_WORK INSTRUCTION:_ Working from the entries below, count every line that includes the word "page". Return the figure alone.

_MATERIAL TO PROCESS:_
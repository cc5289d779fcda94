use axum::{
    extract::{Extension, Multipart, Path, Query, State},
    http::StatusCode,
    response::IntoResponse,
    Json,
};
use std::sync::Arc;
use validator::Validate;

use crate::{
    error::ApiError,
    extractors::{AppJson, MultipartForm},
    middlewares::auth::JwtClaims,
    models::{
        assignment::{
            AssignmentResponse, CreateAssignmentRequest, GradeSubmissionRequest,
            SubmissionResponse, UpdateAssignmentRequest,
        },
        parse_object_id, Pagination,
    },
    services::{assignment_service::AssignmentService, AppState},
};

const DEFAULT_MAX_POINTS: f64 = 100.0;

fn create_request(form: &MultipartForm) -> Result<CreateAssignmentRequest, ApiError> {
    Ok(CreateAssignmentRequest {
        course_id: form.required("course_id")?,
        title: form.required("title")?,
        description: form.text("description"),
        due_date: form
            .datetime("due_date")?
            .ok_or_else(|| ApiError::bad_request("Field 'due_date' is required"))?,
        max_points: form.parse("max_points")?.unwrap_or(DEFAULT_MAX_POINTS),
    })
}

fn update_request(form: &MultipartForm) -> Result<UpdateAssignmentRequest, ApiError> {
    Ok(UpdateAssignmentRequest {
        title: form.text("title"),
        description: form.text("description"),
        due_date: form.datetime("due_date")?,
        max_points: form.parse("max_points")?,
    })
}

/// POST /api/assignments - multipart: course_id, title, description, due_date, max_points, file
pub async fn create_assignment(
    State(state): State<Arc<AppState>>,
    Extension(claims): Extension<JwtClaims>,
    multipart: Multipart,
) -> Result<impl IntoResponse, ApiError> {
    let mut form = MultipartForm::read(multipart, state.storage.max_bytes()).await?;
    let req = create_request(&form)?;
    req.validate()?;

    let assignment = AssignmentService::new(&state)
        .create(&claims, req, form.file.take())
        .await?;
    Ok((StatusCode::CREATED, Json(assignment)))
}

/// GET /api/courses/{id}/assignments
pub async fn list_assignments(
    State(state): State<Arc<AppState>>,
    Extension(claims): Extension<JwtClaims>,
    Path(course_id): Path<String>,
    Query(page): Query<Pagination>,
) -> Result<Json<Vec<AssignmentResponse>>, ApiError> {
    let course_id = parse_object_id(&course_id, "course_id")?;
    let assignments = AssignmentService::new(&state)
        .list_for_course(&claims, &course_id, page)
        .await?;
    Ok(Json(assignments))
}

/// GET /api/assignments/{id}
pub async fn get_assignment(
    State(state): State<Arc<AppState>>,
    Extension(claims): Extension<JwtClaims>,
    Path(id): Path<String>,
) -> Result<Json<AssignmentResponse>, ApiError> {
    let assignment_id = parse_object_id(&id, "id")?;
    let assignment = AssignmentService::new(&state)
        .get(&claims, &assignment_id)
        .await?;
    Ok(Json(assignment))
}

/// PUT /api/assignments/{id} - multipart; a new file replaces the old one
pub async fn update_assignment(
    State(state): State<Arc<AppState>>,
    Extension(claims): Extension<JwtClaims>,
    Path(id): Path<String>,
    multipart: Multipart,
) -> Result<Json<AssignmentResponse>, ApiError> {
    let assignment_id = parse_object_id(&id, "id")?;
    let mut form = MultipartForm::read(multipart, state.storage.max_bytes()).await?;
    let req = update_request(&form)?;
    req.validate()?;

    let assignment = AssignmentService::new(&state)
        .update(&claims, &assignment_id, req, form.file.take())
        .await?;
    Ok(Json(assignment))
}

/// DELETE /api/assignments/{id}
pub async fn delete_assignment(
    State(state): State<Arc<AppState>>,
    Extension(claims): Extension<JwtClaims>,
    Path(id): Path<String>,
) -> Result<StatusCode, ApiError> {
    let assignment_id = parse_object_id(&id, "id")?;
    AssignmentService::new(&state)
        .delete(&claims, &assignment_id)
        .await?;
    Ok(StatusCode::NO_CONTENT)
}

/// POST /api/assignments/{id}/submissions - multipart: text and/or file
pub async fn submit_assignment(
    State(state): State<Arc<AppState>>,
    Extension(claims): Extension<JwtClaims>,
    Path(id): Path<String>,
    multipart: Multipart,
) -> Result<impl IntoResponse, ApiError> {
    let assignment_id = parse_object_id(&id, "id")?;
    let mut form = MultipartForm::read(multipart, state.storage.max_bytes()).await?;
    let text = form.text("text");
    if text.as_ref().is_some_and(|t| t.chars().count() > 20_000) {
        return Err(ApiError::bad_request("Text must be at most 20000 characters"));
    }

    let submission = AssignmentService::new(&state)
        .submit(&claims, &assignment_id, text, form.file.take())
        .await?;
    Ok((StatusCode::CREATED, Json(submission)))
}

/// GET /api/assignments/{id}/submissions - Students get only their own
pub async fn list_submissions(
    State(state): State<Arc<AppState>>,
    Extension(claims): Extension<JwtClaims>,
    Path(id): Path<String>,
    Query(page): Query<Pagination>,
) -> Result<Json<Vec<SubmissionResponse>>, ApiError> {
    let assignment_id = parse_object_id(&id, "id")?;
    let submissions = AssignmentService::new(&state)
        .list_submissions(&claims, &assignment_id, page)
        .await?;
    Ok(Json(submissions))
}

/// PUT /api/submissions/{id}/grade
pub async fn grade_submission(
    State(state): State<Arc<AppState>>,
    Extension(claims): Extension<JwtClaims>,
    Path(id): Path<String>,
    AppJson(req): AppJson<GradeSubmissionRequest>,
) -> Result<Json<SubmissionResponse>, ApiError> {
    req.validate()?;
    let submission_id = parse_object_id(&id, "id")?;
    let submission = AssignmentService::new(&state)
        .grade(&claims, &submission_id, req)
        .await?;
    Ok(Json(submission))
}

#[cfg(test)]
mod tests {
    use super::*;

    #[test]
    fn test_create_request_requires_due_date() {
        let form = MultipartForm::default();
        assert!(create_request(&form).is_err());
    }

    #[test]
    fn test_update_request_from_empty_form_changes_nothing() {
        let req = update_request(&MultipartForm::default()).unwrap();
        assert!(req.title.is_none());
        assert!(req.due_date.is_none());
        assert!(req.max_points.is_none());
    }
}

_RESPONSE FOR THIS EXERCISE:_ 4